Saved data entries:
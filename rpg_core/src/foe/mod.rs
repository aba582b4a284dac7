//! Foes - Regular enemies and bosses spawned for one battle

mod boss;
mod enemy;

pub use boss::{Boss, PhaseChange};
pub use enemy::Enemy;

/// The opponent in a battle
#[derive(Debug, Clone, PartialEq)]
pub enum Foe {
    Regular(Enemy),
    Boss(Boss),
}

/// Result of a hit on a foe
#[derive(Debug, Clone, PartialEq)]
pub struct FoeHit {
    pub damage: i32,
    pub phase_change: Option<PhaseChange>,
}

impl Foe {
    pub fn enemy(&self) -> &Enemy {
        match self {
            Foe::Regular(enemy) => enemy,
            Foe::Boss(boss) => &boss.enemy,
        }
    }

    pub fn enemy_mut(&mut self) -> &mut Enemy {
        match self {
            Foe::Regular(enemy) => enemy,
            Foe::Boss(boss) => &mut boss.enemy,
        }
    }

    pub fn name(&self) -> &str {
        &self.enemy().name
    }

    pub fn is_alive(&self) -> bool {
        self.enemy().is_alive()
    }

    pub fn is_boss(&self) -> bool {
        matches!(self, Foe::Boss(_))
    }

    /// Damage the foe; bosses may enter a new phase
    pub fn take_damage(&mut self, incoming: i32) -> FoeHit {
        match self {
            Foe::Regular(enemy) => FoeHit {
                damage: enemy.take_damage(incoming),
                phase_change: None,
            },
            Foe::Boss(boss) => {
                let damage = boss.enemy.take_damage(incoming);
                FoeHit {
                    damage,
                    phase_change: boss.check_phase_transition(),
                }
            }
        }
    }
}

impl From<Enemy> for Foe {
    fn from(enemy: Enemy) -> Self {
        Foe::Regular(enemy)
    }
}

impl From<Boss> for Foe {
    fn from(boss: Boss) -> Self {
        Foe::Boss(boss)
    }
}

**Your objective**:
Each record above has to be set down again, word for word.

**Response to this task**:
filename rpg_core/src/foe/mod.rs
repository aba582b4a284dac7
//! Foes - Regular enemies and bosses spawned for one battle

mod boss;
mod enemy;

pub use boss::{Boss, PhaseChange};
pub use enemy::Enemy;

/// The opponent in a battle
#[derive(Debug, Clone, PartialEq)]
pub enum Foe {
    Regular(Enemy),
    Boss(Boss),
}

/// Result of a hit on a foe
#[derive(Debug, Clone, PartialEq)]
pub struct FoeHit {
    pub damage: i32,
    pub phase_change: Option<PhaseChange>,
}

impl Foe {
    pub fn enemy(&self) -> &Enemy {
        match self {
            Foe::Regular(enemy) => enemy,
            Foe::Boss(boss) => &boss.enemy,
        }
    }

    pub fn enemy_mut(&mut self) -> &mut Enemy {
        match self {
            Foe::Regular(enemy) => enemy,
            Foe::Boss(boss) => &mut boss.enemy,
        }
    }

    pub fn name(&self) -> &str {
        &self.enemy().name
    }

    pub fn is_alive(&self) -> bool {
        self.enemy().is_alive()
    }

    pub fn is_boss(&self) -> bool {
        matches!(self, Foe::Boss(_))
    }

    /// Damage the foe; bosses may enter a new phase
    pub fn take_damage(&mut self, incoming: i32) -> FoeHit {
        match self {
            Foe::Regular(enemy) => FoeHit {
                damage: enemy.take_damage(incoming),
                phase_change: None,
            },
            Foe::Boss(boss) => {
                let damage = boss.enemy.take_damage(incoming);
                FoeHit {
                    damage,
                    phase_change: boss.check_phase_transition(),
                }
            }
        }
    }
}

impl From<Enemy> for Foe {
    fn from(enemy: Enemy) -> Self {
        Foe::Regular(enemy)
    }
}

impl From<Boss> for Foe {
    fn from(boss: Boss) -> Self {
        Foe::Boss(boss)
    }
}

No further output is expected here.